Content starts

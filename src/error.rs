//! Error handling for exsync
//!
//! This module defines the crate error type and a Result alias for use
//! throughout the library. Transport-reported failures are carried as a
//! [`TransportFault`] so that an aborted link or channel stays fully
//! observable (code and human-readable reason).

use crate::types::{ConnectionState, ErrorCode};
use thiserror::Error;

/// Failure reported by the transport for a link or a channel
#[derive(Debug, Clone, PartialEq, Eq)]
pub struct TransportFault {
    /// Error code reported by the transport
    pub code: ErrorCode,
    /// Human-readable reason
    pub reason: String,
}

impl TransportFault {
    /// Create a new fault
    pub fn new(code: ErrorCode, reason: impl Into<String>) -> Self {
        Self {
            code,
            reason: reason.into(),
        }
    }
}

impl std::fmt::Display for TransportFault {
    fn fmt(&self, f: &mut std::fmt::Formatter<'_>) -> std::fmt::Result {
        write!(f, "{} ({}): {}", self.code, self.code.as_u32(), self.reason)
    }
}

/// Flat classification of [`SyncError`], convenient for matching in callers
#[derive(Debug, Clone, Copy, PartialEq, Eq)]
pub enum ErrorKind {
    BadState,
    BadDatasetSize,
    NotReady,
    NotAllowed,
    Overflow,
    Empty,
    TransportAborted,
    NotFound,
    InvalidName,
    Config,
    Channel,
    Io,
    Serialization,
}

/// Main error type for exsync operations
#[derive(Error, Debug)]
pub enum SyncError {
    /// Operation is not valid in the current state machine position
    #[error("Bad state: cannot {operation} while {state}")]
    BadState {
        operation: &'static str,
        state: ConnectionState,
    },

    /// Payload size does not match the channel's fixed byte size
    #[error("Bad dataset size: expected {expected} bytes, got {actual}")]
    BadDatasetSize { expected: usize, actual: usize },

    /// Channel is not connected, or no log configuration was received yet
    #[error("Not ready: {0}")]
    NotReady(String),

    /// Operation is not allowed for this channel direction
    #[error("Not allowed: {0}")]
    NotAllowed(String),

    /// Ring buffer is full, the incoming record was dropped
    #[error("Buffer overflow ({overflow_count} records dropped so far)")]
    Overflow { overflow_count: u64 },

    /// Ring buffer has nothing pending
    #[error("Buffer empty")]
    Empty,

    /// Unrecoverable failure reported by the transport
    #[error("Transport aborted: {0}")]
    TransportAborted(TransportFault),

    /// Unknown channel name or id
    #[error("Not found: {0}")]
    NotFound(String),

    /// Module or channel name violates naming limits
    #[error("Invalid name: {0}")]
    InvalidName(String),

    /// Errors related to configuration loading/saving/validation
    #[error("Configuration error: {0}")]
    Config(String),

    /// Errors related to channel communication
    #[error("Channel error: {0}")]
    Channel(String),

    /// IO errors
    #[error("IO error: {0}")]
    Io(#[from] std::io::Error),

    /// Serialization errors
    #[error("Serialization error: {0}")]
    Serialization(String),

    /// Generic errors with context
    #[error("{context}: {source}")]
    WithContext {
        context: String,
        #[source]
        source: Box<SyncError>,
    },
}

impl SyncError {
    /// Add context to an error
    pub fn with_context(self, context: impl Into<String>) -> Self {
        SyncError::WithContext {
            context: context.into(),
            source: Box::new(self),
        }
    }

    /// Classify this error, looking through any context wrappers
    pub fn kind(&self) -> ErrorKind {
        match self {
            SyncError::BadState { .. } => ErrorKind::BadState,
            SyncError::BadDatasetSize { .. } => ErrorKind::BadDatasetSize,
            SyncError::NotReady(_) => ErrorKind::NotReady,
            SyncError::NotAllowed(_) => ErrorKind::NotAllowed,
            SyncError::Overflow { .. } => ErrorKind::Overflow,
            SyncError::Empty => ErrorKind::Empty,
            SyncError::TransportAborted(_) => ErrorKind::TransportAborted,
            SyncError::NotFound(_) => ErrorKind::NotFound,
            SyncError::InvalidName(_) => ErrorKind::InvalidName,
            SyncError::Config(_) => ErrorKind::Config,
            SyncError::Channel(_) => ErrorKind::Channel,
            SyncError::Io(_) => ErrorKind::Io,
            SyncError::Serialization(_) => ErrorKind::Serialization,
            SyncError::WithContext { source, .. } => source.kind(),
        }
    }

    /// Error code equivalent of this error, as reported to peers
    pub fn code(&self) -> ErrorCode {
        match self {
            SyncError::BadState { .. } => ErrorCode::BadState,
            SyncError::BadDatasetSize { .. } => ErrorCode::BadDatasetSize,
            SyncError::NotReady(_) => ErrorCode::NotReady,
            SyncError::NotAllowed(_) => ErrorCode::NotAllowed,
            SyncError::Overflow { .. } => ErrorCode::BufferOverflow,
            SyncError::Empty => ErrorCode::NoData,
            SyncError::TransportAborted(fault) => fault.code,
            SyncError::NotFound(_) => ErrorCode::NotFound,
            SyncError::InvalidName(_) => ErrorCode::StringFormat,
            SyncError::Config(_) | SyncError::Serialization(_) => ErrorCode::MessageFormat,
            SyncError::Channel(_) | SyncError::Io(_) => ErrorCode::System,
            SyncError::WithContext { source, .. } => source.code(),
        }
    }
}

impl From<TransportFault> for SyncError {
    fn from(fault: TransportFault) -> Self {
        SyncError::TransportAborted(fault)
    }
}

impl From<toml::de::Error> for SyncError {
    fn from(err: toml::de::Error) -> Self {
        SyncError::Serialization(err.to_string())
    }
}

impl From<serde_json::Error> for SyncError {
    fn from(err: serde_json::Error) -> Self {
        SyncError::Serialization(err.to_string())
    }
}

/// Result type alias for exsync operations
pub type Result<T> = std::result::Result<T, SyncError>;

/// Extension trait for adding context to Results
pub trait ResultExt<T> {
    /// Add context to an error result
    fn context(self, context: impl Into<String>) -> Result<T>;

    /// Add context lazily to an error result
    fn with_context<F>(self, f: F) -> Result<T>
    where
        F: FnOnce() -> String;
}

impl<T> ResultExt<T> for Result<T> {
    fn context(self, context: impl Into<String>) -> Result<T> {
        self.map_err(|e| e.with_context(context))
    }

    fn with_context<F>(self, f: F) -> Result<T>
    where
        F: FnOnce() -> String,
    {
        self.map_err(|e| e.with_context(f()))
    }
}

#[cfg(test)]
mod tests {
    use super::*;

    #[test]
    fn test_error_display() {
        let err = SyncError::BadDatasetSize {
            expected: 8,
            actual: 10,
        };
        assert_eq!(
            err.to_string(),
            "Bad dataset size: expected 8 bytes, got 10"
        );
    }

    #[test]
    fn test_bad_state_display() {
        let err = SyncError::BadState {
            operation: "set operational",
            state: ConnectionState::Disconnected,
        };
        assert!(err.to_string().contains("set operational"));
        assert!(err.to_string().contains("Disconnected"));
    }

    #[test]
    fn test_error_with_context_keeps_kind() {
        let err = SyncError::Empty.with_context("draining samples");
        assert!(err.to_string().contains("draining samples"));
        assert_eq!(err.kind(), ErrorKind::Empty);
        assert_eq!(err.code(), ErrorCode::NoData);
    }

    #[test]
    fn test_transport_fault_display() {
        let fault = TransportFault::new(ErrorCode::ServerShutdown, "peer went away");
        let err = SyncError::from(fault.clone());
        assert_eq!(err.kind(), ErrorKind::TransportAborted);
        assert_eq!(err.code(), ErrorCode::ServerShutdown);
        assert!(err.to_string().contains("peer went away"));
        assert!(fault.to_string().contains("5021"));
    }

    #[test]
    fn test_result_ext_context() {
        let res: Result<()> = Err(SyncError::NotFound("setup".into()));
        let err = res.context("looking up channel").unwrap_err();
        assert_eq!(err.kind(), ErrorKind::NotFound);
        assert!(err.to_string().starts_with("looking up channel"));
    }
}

Content ends

Exercise => Could you retype every record above exactly as written?

Output =>
filename src/error.rs
//! Error handling for exsync
//!
//! This module defines the crate error type and a Result alias for use
//! throughout the library. Transport-reported failures are carried as a
//! [`TransportFault`] so that an aborted link or channel stays fully
//! observable (code and human-readable reason).

use crate::types::{ConnectionState, ErrorCode};
use thiserror::Error;

/// Failure reported by the transport for a link or a channel
#[derive(Debug, Clone, PartialEq, Eq)]
pub struct TransportFault {
    /// Error code reported by the transport
    pub code: ErrorCode,
    /// Human-readable reason
    pub reason: String,
}

impl TransportFault {
    /// Create a new fault
    pub fn new(code: ErrorCode, reason: impl Into<String>) -> Self {
        Self {
            code,
            reason: reason.into(),
        }
    }
}

impl std::fmt::Display for TransportFault {
    fn fmt(&self, f: &mut std::fmt::Formatter<'_>) -> std::fmt::Result {
        write!(f, "{} ({}): {}", self.code, self.code.as_u32(), self.reason)
    }
}

/// Flat classification of [`SyncError`], convenient for matching in callers
#[derive(Debug, Clone, Copy, PartialEq, Eq)]
pub enum ErrorKind {
    BadState,
    BadDatasetSize,
    NotReady,
    NotAllowed,
    Overflow,
    Empty,
    TransportAborted,
    NotFound,
    InvalidName,
    Config,
    Channel,
    Io,
    Serialization,
}

/// Main error type for exsync operations
#[derive(Error, Debug)]
pub enum SyncError {
    /// Operation is not valid in the current state machine position
    #[error("Bad state: cannot {operation} while {state}")]
    BadState {
        operation: &'static str,
        state: ConnectionState,
    },

    /// Payload size does not match the channel's fixed byte size
    #[error("Bad dataset size: expected {expected} bytes, got {actual}")]
    BadDatasetSize { expected: usize, actual: usize },

    /// Channel is not connected, or no log configuration was received yet
    #[error("Not ready: {0}")]
    NotReady(String),

    /// Operation is not allowed for this channel direction
    #[error("Not allowed: {0}")]
    NotAllowed(String),

    /// Ring buffer is full, the incoming record was dropped
    #[error("Buffer overflow ({overflow_count} records dropped so far)")]
    Overflow { overflow_count: u64 },

    /// Ring buffer has nothing pending
    #[error("Buffer empty")]
    Empty,

    /// Unrecoverable failure reported by the transport
    #[error("Transport aborted: {0}")]
    TransportAborted(TransportFault),

    /// Unknown channel name or id
    #[error("Not found: {0}")]
    NotFound(String),

    /// Module or channel name violates naming limits
    #[error("Invalid name: {0}")]
    InvalidName(String),

    /// Errors related to configuration loading/saving/validation
    #[error("Configuration error: {0}")]
    Config(String),

    /// Errors related to channel communication
    #[error("Channel error: {0}")]
    Channel(String),

    /// IO errors
    #[error("IO error: {0}")]
    Io(#[from] std::io::Error),

    /// Serialization errors
    #[error("Serialization error: {0}")]
    Serialization(String),

    /// Generic errors with context
    #[error("{context}: {source}")]
    WithContext {
        context: String,
        #[source]
        source: Box<SyncError>,
    },
}

impl SyncError {
    /// Add context to an error
    pub fn with_context(self, context: impl Into<String>) -> Self {
        SyncError::WithContext {
            context: context.into(),
            source: Box::new(self),
        }
    }

    /// Classify this error, looking through any context wrappers
    pub fn kind(&self) -> ErrorKind {
        match self {
            SyncError::BadState { .. } => ErrorKind::BadState,
            SyncError::BadDatasetSize { .. } => ErrorKind::BadDatasetSize,
            SyncError::NotReady(_) => ErrorKind::NotReady,
            SyncError::NotAllowed(_) => ErrorKind::NotAllowed,
            SyncError::Overflow { .. } => ErrorKind::Overflow,
            SyncError::Empty => ErrorKind::Empty,
            SyncError::TransportAborted(_) => ErrorKind::TransportAborted,
            SyncError::NotFound(_) => ErrorKind::NotFound,
            SyncError::InvalidName(_) => ErrorKind::InvalidName,
            SyncError::Config(_) => ErrorKind::Config,
            SyncError::Channel(_) => ErrorKind::Channel,
            SyncError::Io(_) => ErrorKind::Io,
            SyncError::Serialization(_) => ErrorKind::Serialization,
            SyncError::WithContext { source, .. } => source.kind(),
        }
    }

    /// Error code equivalent of this error, as reported to peers
    pub fn code(&self) -> ErrorCode {
        match self {
            SyncError::BadState { .. } => ErrorCode::BadState,
            SyncError::BadDatasetSize { .. } => ErrorCode::BadDatasetSize,
            SyncError::NotReady(_) => ErrorCode::NotReady,
            SyncError::NotAllowed(_) => ErrorCode::NotAllowed,
            SyncError::Overflow { .. } => ErrorCode::BufferOverflow,
            SyncError::Empty => ErrorCode::NoData,
            SyncError::TransportAborted(fault) => fault.code,
            SyncError::NotFound(_) => ErrorCode::NotFound,
            SyncError::InvalidName(_) => ErrorCode::StringFormat,
            SyncError::Config(_) | SyncError::Serialization(_) => ErrorCode::MessageFormat,
            SyncError::Channel(_) | SyncError::Io(_) => ErrorCode::System,
            SyncError::WithContext { source, .. } => source.code(),
        }
    }
}

impl From<TransportFault> for SyncError {
    fn from(fault: TransportFault) -> Self {
        SyncError::TransportAborted(fault)
    }
}

impl From<toml::de::Error> for SyncError {
    fn from(err: toml::de::Error) -> Self {
        SyncError::Serialization(err.to_string())
    }
}

impl From<serde_json::Error> for SyncError {
    fn from(err: serde_json::Error) -> Self {
        SyncError::Serialization(err.to_string())
    }
}

/// Result type alias for exsync operations
pub type Result<T> = std::result::Result<T, SyncError>;

/// Extension trait for adding context to Results
pub trait ResultExt<T> {
    /// Add context to an error result
    fn context(self, context: impl Into<String>) -> Result<T>;

    /// Add context lazily to an error result
    fn with_context<F>(self, f: F) -> Result<T>
    where
        F: FnOnce() -> String;
}

impl<T> ResultExt<T> for Result<T> {
    fn context(self, context: impl Into<String>) -> Result<T> {
        self.map_err(|e| e.with_context(context))
    }

    fn with_context<F>(self, f: F) -> Result<T>
    where
        F: FnOnce() -> String,
    {
        self.map_err(|e| e.with_context(f()))
    }
}

#[cfg(test)]
mod tests {
    use super::*;

    #[test]
    fn test_error_display() {
        let err = SyncError::BadDatasetSize {
            expected: 8,
            actual: 10,
        };
        assert_eq!(
            err.to_string(),
            "Bad dataset size: expected 8 bytes, got 10"
        );
    }

    #[test]
    fn test_bad_state_display() {
        let err = SyncError::BadState {
            operation: "set operational",
            state: ConnectionState::Disconnected,
        };
        assert!(err.to_string().contains("set operational"));
        assert!(err.to_string().contains("Disconnected"));
    }

    #[test]
    fn test_error_with_context_keeps_kind() {
        let err = SyncError::Empty.with_context("draining samples");
        assert!(err.to_string().contains("draining samples"));
        assert_eq!(err.kind(), ErrorKind::Empty);
        assert_eq!(err.code(), ErrorCode::NoData);
    }

    #[test]
    fn test_transport_fault_display() {
        let fault = TransportFault::new(ErrorCode::ServerShutdown, "peer went away");
        let err = SyncError::from(fault.clone());
        assert_eq!(err.kind(), ErrorKind::TransportAborted);
        assert_eq!(err.code(), ErrorCode::ServerShutdown);
        assert!(err.to_string().contains("peer went away"));
        assert!(fault.to_string().contains("5021"));
    }

    #[test]
    fn test_result_ext_context() {
        let res: Result<()> = Err(SyncError::NotFound("setup".into()));
        let err = res.context("looking up channel").unwrap_err();
        assert_eq!(err.kind(), ErrorKind::NotFound);
        assert!(err.to_string().starts_with("looking up channel"));
    }
}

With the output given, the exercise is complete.